*AIM OF THE EXERCISE*: Return every entry in full, with no alterations.

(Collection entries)
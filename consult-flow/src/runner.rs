//! Orchestrator – builds the agent for a selected role, runs it once, and hands back the
//! result.
//!
//! The orchestrator holds no memory between calls. The only shared state is the generation
//! oracle handle, which is read-only and cheap to clone:
//! ```rust,ignore
//! // At startup
//! let orchestrator = Orchestrator::new(Arc::new(my_oracle));
//!
//! // In request handler
//! let consultation = orchestrator.consult(Role::Cardiologist, Some(&report)).await?;
//! ```
//!
//! For the multidisciplinary team the upstream findings are the fixed
//! [`SpecialistFindings::demo`] texts, not outputs of earlier specialist runs.

use serde::{Deserialize, Serialize};
use std::sync::Arc;
use tracing::{error, info};

use crate::{
    agent::{Agent, Report, SpecialistFindings},
    error::{ConsultError, Result},
    oracle::GenerationOracle,
    role::Role,
};

/// Lifecycle of a single consultation
#[derive(Debug, Clone, Default, PartialEq, Eq, Serialize, Deserialize)]
pub enum RunStatus {
    #[default]
    Idle,
    Running,
    Done,
    Failed(String),
}

/// Outcome of one orchestrated run
#[derive(Debug, Clone, PartialEq, Serialize, Deserialize)]
pub struct Consultation {
    pub role: Role,
    pub prompt: String,
    pub output: String,
    pub status: RunStatus,
}

impl Consultation {
    pub fn heading(&self) -> &'static str {
        self.role.heading()
    }
}

/// Drives one consultation per call against a shared oracle.
#[derive(Clone)]
pub struct Orchestrator {
    oracle: Arc<dyn GenerationOracle>,
    findings: SpecialistFindings,
}

impl Orchestrator {
    pub fn new(oracle: Arc<dyn GenerationOracle>) -> Self {
        Self {
            oracle,
            findings: SpecialistFindings::demo(),
        }
    }

    /// Build the agent the caller selected without running it.
    pub fn agent_for(&self, role: Role, report: Option<&Report>) -> Result<Agent> {
        match role {
            Role::MultidisciplinaryTeam => Ok(Agent::MultidisciplinaryTeam {
                upstream: self.findings.clone(),
            }),
            specialist => {
                let report = report.ok_or_else(|| {
                    ConsultError::MissingInput(format!(
                        "Upload a medical report before running the {} agent",
                        specialist
                    ))
                })?;
                Agent::specialist(specialist, report.clone())
            }
        }
    }

    /// Run `role` once. Specialists need `report`; the synthesis role ignores it.
    pub async fn consult(&self, role: Role, report: Option<&Report>) -> Result<Consultation> {
        let agent = self.agent_for(role, report)?;

        match agent.run_detailed(self.oracle.as_ref()).await {
            Ok(output) => {
                info!(role = %role, "Consultation completed");
                Ok(Consultation {
                    role: output.role,
                    prompt: output.prompt,
                    output: output.text,
                    status: RunStatus::Done,
                })
            }
            Err(e) => {
                error!(role = %role, error = %e, "Consultation failed");
                Err(e)
            }
        }
    }

    /// Like [`Orchestrator::consult`], for a role name that has not been parsed yet.
    pub async fn consult_named(
        &self,
        role_name: &str,
        report: Option<&Report>,
    ) -> Result<Consultation> {
        let role: Role = role_name.parse()?;
        self.consult(role, report).await
    }
}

*WORKED SOLUTION*:
filename consult-flow/src/runner.rs
//! Orchestrator – builds the agent for a selected role, runs it once, and hands back the
//! result.
//!
//! The orchestrator holds no memory between calls. The only shared state is the generation
//! oracle handle, which is read-only and cheap to clone:
//! ```rust,ignore
//! // At startup
//! let orchestrator = Orchestrator::new(Arc::new(my_oracle));
//!
//! // In request handler
//! let consultation = orchestrator.consult(Role::Cardiologist, Some(&report)).await?;
//! ```
//!
//! For the multidisciplinary team the upstream findings are the fixed
//! [`SpecialistFindings::demo`] texts, not outputs of earlier specialist runs.

use serde::{Deserialize, Serialize};
use std::sync::Arc;
use tracing::{error, info};

use crate::{
    agent::{Agent, Report, SpecialistFindings},
    error::{ConsultError, Result},
    oracle::GenerationOracle,
    role::Role,
};

/// Lifecycle of a single consultation
#[derive(Debug, Clone, Default, PartialEq, Eq, Serialize, Deserialize)]
pub enum RunStatus {
    #[default]
    Idle,
    Running,
    Done,
    Failed(String),
}

/// Outcome of one orchestrated run
#[derive(Debug, Clone, PartialEq, Serialize, Deserialize)]
pub struct Consultation {
    pub role: Role,
    pub prompt: String,
    pub output: String,
    pub status: RunStatus,
}

impl Consultation {
    pub fn heading(&self) -> &'static str {
        self.role.heading()
    }
}

/// Drives one consultation per call against a shared oracle.
#[derive(Clone)]
pub struct Orchestrator {
    oracle: Arc<dyn GenerationOracle>,
    findings: SpecialistFindings,
}

impl Orchestrator {
    pub fn new(oracle: Arc<dyn GenerationOracle>) -> Self {
        Self {
            oracle,
            findings: SpecialistFindings::demo(),
        }
    }

    /// Build the agent the caller selected without running it.
    pub fn agent_for(&self, role: Role, report: Option<&Report>) -> Result<Agent> {
        match role {
            Role::MultidisciplinaryTeam => Ok(Agent::MultidisciplinaryTeam {
                upstream: self.findings.clone(),
            }),
            specialist => {
                let report = report.ok_or_else(|| {
                    ConsultError::MissingInput(format!(
                        "Upload a medical report before running the {} agent",
                        specialist
                    ))
                })?;
                Agent::specialist(specialist, report.clone())
            }
        }
    }

    /// Run `role` once. Specialists need `report`; the synthesis role ignores it.
    pub async fn consult(&self, role: Role, report: Option<&Report>) -> Result<Consultation> {
        let agent = self.agent_for(role, report)?;

        match agent.run_detailed(self.oracle.as_ref()).await {
            Ok(output) => {
                info!(role = %role, "Consultation completed");
                Ok(Consultation {
                    role: output.role,
                    prompt: output.prompt,
                    output: output.text,
                    status: RunStatus::Done,
                })
            }
            Err(e) => {
                error!(role = %role, error = %e, "Consultation failed");
                Err(e)
            }
        }
    }

    /// Like [`Orchestrator::consult`], for a role name that has not been parsed yet.
    pub async fn consult_named(
        &self,
        role_name: &str,
        report: Option<&Report>,
    ) -> Result<Consultation> {
        let role: Role = role_name.parse()?;
        self.consult(role, report).await
    }
}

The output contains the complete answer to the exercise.